Federal officials are mum on what measures the Nov. 21 fall economic statement — sometimes called a mini-budget — will contain, but they cast it as an ambitious update admittedly aided by a strong economy.

“Canada’s economy is exceeding forecasts and doing quite well,” said a source, who spoke on the condition of anonymity.

“We’re taking measures in a balanced way being fiscally responsible to ensure confidence continues in our economy and good jobs are being created for the middle class.”

Morneau met Friday with leading private sector economists, as is custom, to gather their perspectives and expectations for the Canadian and global economies in the months ahead.

Among them was CIBC’s chief economist, Avery Shenfield. Before the meeting, Shenfield published an analysis of which way the fiscal winds are blowing, and said afterwards his views hadn’t changed.

He said soft oil prices have created a “new headwind” for the Canadian economy.

Markets, he said, are watching closely for Morneau’s response “to the competitive challenges posed by last year’s U.S. tax reforms,” particularly a made-in-Canada capital investment boost.

“If Morneau delivers on that hope, some will see it as a new tailwind for a Canadian economy that has not fared well in attracting business capital spending.”

Shenfield said past updates and budgets show the federal government “is lagging behind its plans to spend on infrastructure projects across the country.”

“In trying to spend wisely, and in concert with other levels of government, it’s taking longer to get the funds out the door and the shovels into the ground. We might see more of the same in the week ahead update.”

Add to that, Shenfield said, the Liberals have an incentive in the short term to “keep their powder dry, saving fiscal room against their deficit targets for announcements close to next fall’s election.”

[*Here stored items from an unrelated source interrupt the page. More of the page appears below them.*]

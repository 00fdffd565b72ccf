//! 역할 기반 접근 제어 (RBAC).
//!
//! 역할 이름, 접근 모드, 시작 시 역할을 등록하는 [`RoleRegistry`]를 정의합니다.

use std::collections::BTreeSet;
use std::fmt;
use std::sync::Arc;

use serde::{Deserialize, Serialize};
use tracing::{debug, info};

use crate::store::{CredentialStore, StoreError};

/// 코치 역할 이름.
pub const COACH: &str = "COACH";

/// 고객 역할 이름.
pub const CLIENT: &str = "CLIENT";

/// 기본으로 등록되는 역할 목록.
pub const DEFAULT_ROLE_NAMES: [&str; 2] = [COACH, CLIENT];

const MAX_ROLE_NAME_LEN: usize = 64;

/// 정규화된 역할 이름.
///
/// 앞뒤 공백을 제거하고 대문자로 변환한 값만 보관합니다.
/// 영문자, 숫자, `_`만 허용됩니다.
#[derive(Debug, Clone, PartialEq, Eq, PartialOrd, Ord, Hash, Serialize, Deserialize)]
#[serde(try_from = "String", into = "String")]
pub struct RoleName(String);

impl RoleName {
    /// 문자열에서 역할 이름 파싱.
    pub fn parse(s: &str) -> Option<Self> {
        let normalized = s.trim().to_uppercase();
        let valid = !normalized.is_empty()
            && normalized.len() <= MAX_ROLE_NAME_LEN
            && normalized
                .chars()
                .all(|c| c.is_ascii_alphanumeric() || c == '_');

        valid.then_some(Self(normalized))
    }

    /// `COACH` 역할.
    pub fn coach() -> Self {
        Self(COACH.to_string())
    }

    /// `CLIENT` 역할.
    pub fn client() -> Self {
        Self(CLIENT.to_string())
    }

    pub fn as_str(&self) -> &str {
        &self.0
    }
}

impl fmt::Display for RoleName {
    fn fmt(&self, f: &mut fmt::Formatter<'_>) -> fmt::Result {
        f.write_str(&self.0)
    }
}

impl TryFrom<String> for RoleName {
    type Error = String;

    fn try_from(value: String) -> Result<Self, Self::Error> {
        RoleName::parse(&value).ok_or_else(|| format!("잘못된 역할 이름: {value:?}"))
    }
}

impl From<RoleName> for String {
    fn from(role: RoleName) -> Self {
        role.0
    }
}

/// 역할 집합.
pub type RoleSet = BTreeSet<RoleName>;

/// 필요 역할 검사 방식.
#[derive(Debug, Clone, Copy, PartialEq, Eq)]
pub enum AccessMode {
    /// 필요 역할 중 하나 이상 보유
    Any,
    /// 필요 역할 모두 보유
    All,
}

impl AccessMode {
    /// 보유 역할이 필요 역할을 충족하는지 확인.
    ///
    /// 필요 역할이 비어 있으면 인증만으로 충분하므로 항상 `true`입니다.
    pub fn is_satisfied(self, held: &RoleSet, required: &RoleSet) -> bool {
        if required.is_empty() {
            return true;
        }

        match self {
            AccessMode::Any => required.iter().any(|role| held.contains(role)),
            AccessMode::All => required.is_subset(held),
        }
    }
}

/// 역할 등록 결과.
#[derive(Debug, Clone, Default, PartialEq, Eq)]
pub struct SeedReport {
    /// 이번 호출에서 새로 생성된 역할
    pub created: Vec<RoleName>,
    /// 이미 존재하던 역할
    pub existing: Vec<RoleName>,
}

/// 역할 레지스트리.
///
/// 역할 테이블의 유일성은 저장소가 보장하므로, 여러 프로세스가 동시에
/// [`RoleRegistry::ensure`]를 호출해도 중복이 생기지 않습니다.
#[derive(Clone)]
pub struct RoleRegistry {
    store: Arc<dyn CredentialStore>,
}

impl RoleRegistry {
    pub fn new(store: Arc<dyn CredentialStore>) -> Self {
        Self { store }
    }

    /// 없는 역할만 생성합니다. 여러 번 호출해도 결과는 같습니다.
    pub async fn ensure(&self, names: &[RoleName]) -> Result<SeedReport, StoreError> {
        let mut report = SeedReport::default();

        for name in names {
            if self.store.create_role(name).await? {
                info!(role = %name, "Role created");
                report.created.push(name.clone());
            } else {
                debug!(role = %name, "Role already present");
                report.existing.push(name.clone());
            }
        }

        Ok(report)
    }

    /// 요청 순서상 등록되지 않은 첫 번째 역할을 반환합니다.
    pub async fn find_unknown(&self, requested: &[RoleName]) -> Result<Option<RoleName>, StoreError> {
        let known = self.store.list_roles().await?;
        Ok(requested.iter().find(|role| !known.contains(*role)).cloned())
    }
}

#[cfg(test)]
mod tests {
    use super::*;
    use crate::store::MemoryCredentialStore;
    use proptest::prelude::*;

    fn set(names: &[&str]) -> RoleSet {
        names.iter().filter_map(|n| RoleName::parse(n)).collect()
    }

    #[test]
    fn test_role_name_parse() {
        assert_eq!(RoleName::parse("coach"), Some(RoleName::coach()));
        assert_eq!(RoleName::parse("  Client "), Some(RoleName::client()));
        assert_eq!(RoleName::parse("HEAD_COACH").unwrap().as_str(), "HEAD_COACH");
        assert_eq!(RoleName::parse(""), None);
        assert_eq!(RoleName::parse("   "), None);
        assert_eq!(RoleName::parse("coach; drop"), None);
        assert_eq!(RoleName::parse(&"A".repeat(65)), None);
    }

    #[test]
    fn test_role_name_serialization() {
        let json = serde_json::to_string(&RoleName::coach()).unwrap();
        assert_eq!(json, "\"COACH\"");

        let parsed: RoleName = serde_json::from_str("\"client\"").unwrap();
        assert_eq!(parsed, RoleName::client());

        assert!(serde_json::from_str::<RoleName>("\"\"").is_err());
    }

    #[test]
    fn test_access_mode_any() {
        let held = set(&["CLIENT"]);
        assert!(AccessMode::Any.is_satisfied(&held, &set(&["CLIENT"])));
        assert!(AccessMode::Any.is_satisfied(&held, &set(&["COACH", "CLIENT"])));
        assert!(!AccessMode::Any.is_satisfied(&held, &set(&["COACH"])));
    }

    #[test]
    fn test_access_mode_all() {
        let held = set(&["COACH", "CLIENT"]);
        assert!(AccessMode::All.is_satisfied(&held, &set(&["COACH", "CLIENT"])));
        assert!(!AccessMode::All.is_satisfied(&set(&["COACH"]), &set(&["COACH", "CLIENT"])));
    }

    #[test]
    fn test_empty_requirement_only_needs_authentication() {
        let held = set(&["CLIENT"]);
        assert!(AccessMode::Any.is_satisfied(&held, &RoleSet::new()));
        assert!(AccessMode::All.is_satisfied(&RoleSet::new(), &RoleSet::new()));
    }

    #[tokio::test]
    async fn test_ensure_is_idempotent() {
        let store = Arc::new(MemoryCredentialStore::new());
        let registry = RoleRegistry::new(store.clone());
        let names = vec![RoleName::coach(), RoleName::client()];

        let first = registry.ensure(&names).await.unwrap();
        assert_eq!(first.created, names);
        assert!(first.existing.is_empty());

        let second = registry.ensure(&names).await.unwrap();
        assert!(second.created.is_empty());
        assert_eq!(second.existing, names);

        assert_eq!(store.list_roles().await.unwrap().len(), 2);
    }

    #[tokio::test]
    async fn test_find_unknown() {
        let store = Arc::new(MemoryCredentialStore::new());
        let registry = RoleRegistry::new(store);
        registry.ensure(&[RoleName::coach()]).await.unwrap();

        assert_eq!(registry.find_unknown(&[RoleName::coach()]).await.unwrap(), None);
        assert_eq!(
            registry
                .find_unknown(&[RoleName::coach(), RoleName::client()])
                .await
                .unwrap(),
            Some(RoleName::client())
        );

        // 요청 순서상 첫 번째
        let requested: Vec<RoleName> = ["GUEST", "ADMIN"]
            .iter()
            .filter_map(|n| RoleName::parse(n))
            .collect();
        assert_eq!(
            registry.find_unknown(&requested).await.unwrap(),
            RoleName::parse("GUEST")
        );
    }

    fn role_strategy() -> impl Strategy<Value = RoleSet> {
        prop::collection::btree_set(
            prop::sample::select(vec!["COACH", "CLIENT", "ADMIN", "GUEST"]),
            0..4,
        )
        .prop_map(|names| names.into_iter().filter_map(RoleName::parse).collect())
    }

    proptest! {
        #[test]
        fn prop_all_implies_any(held in role_strategy(), required in role_strategy()) {
            if AccessMode::All.is_satisfied(&held, &required) {
                prop_assert!(AccessMode::Any.is_satisfied(&held, &required));
            }
        }

        #[test]
        fn prop_all_fails_when_one_role_missing(held in role_strategy(), required in role_strategy()) {
            let missing = required.iter().any(|r| !held.contains(r));
            prop_assert_eq!(AccessMode::All.is_satisfied(&held, &required), !missing);
        }

        #[test]
        fn prop_superset_satisfies_all(required in role_strategy()) {
            prop_assert!(AccessMode::All.is_satisfied(&required, &required));
        }
    }
}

For his part, Morneau is talking only in generalities.

“By investing in the things that matter to Canadians while maintaining a clear focus on fiscal responsibility, our government is helping to build a strong middle class, and helping to make life more affordable for Canadian families,” he said in a statement.

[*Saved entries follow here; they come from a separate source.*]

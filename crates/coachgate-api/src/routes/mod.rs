//! API 라우트.
//!
//! # 라우트 구조
//!
//! - `/health` - 헬스 체크 (liveness)
//! - `/health/ready` - 상세 헬스 체크 (readiness)
//! - `/api/auth/register`, `/api/auth/login` - 회원가입/로그인
//! - `/api/coach-only`, `/api/coach-client`, `/api/me` - 역할 기반 보호 라우트

pub mod auth;
pub mod health;
pub mod protected;

pub use auth::{auth_router, LoginRequest, LoginResponse, RegisterRequest, RegisterResponse};
pub use health::{health_router, ComponentHealth, ComponentStatus, HealthResponse};
pub use protected::protected_router;

use axum::Router;
use std::sync::Arc;

use crate::state::AppState;

/// 전체 API 라우터 생성.
pub fn create_api_router() -> Router<Arc<AppState>> {
    Router::new()
        .nest("/health", health_router())
        .nest("/api/auth", auth_router())
        .nest("/api", protected_router())
}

Nevertheless, the Wednesday update is expected to contain measures aimed at showing the Liberal government of Justin Trudeau is serious about diversifying Canada’s international trade.

It could mean new trade promotion offices opening abroad. It will certainly mean more emphasis on new markets.

Morneau, fresh off a visit to China last week, said Canada is looking to pursue sector-by-sector agreements with Beijing, emphasizing trade in agriculture and energy, in the hope that agreements reached in the short term could become the building blocks for an eventual long-term deal.

Finally, the update will also emphasize the Trudeau government’s drive to lower and eliminate domestic barriers to internal free trade, an issue Trudeau wants to make a dominant theme at the first ministers’ meeting in early December in Montreal.

But any new significant measures to deal with skilled labour challenges in Canada will likely wait for a spring budget or even the Liberal government’s fall election platform.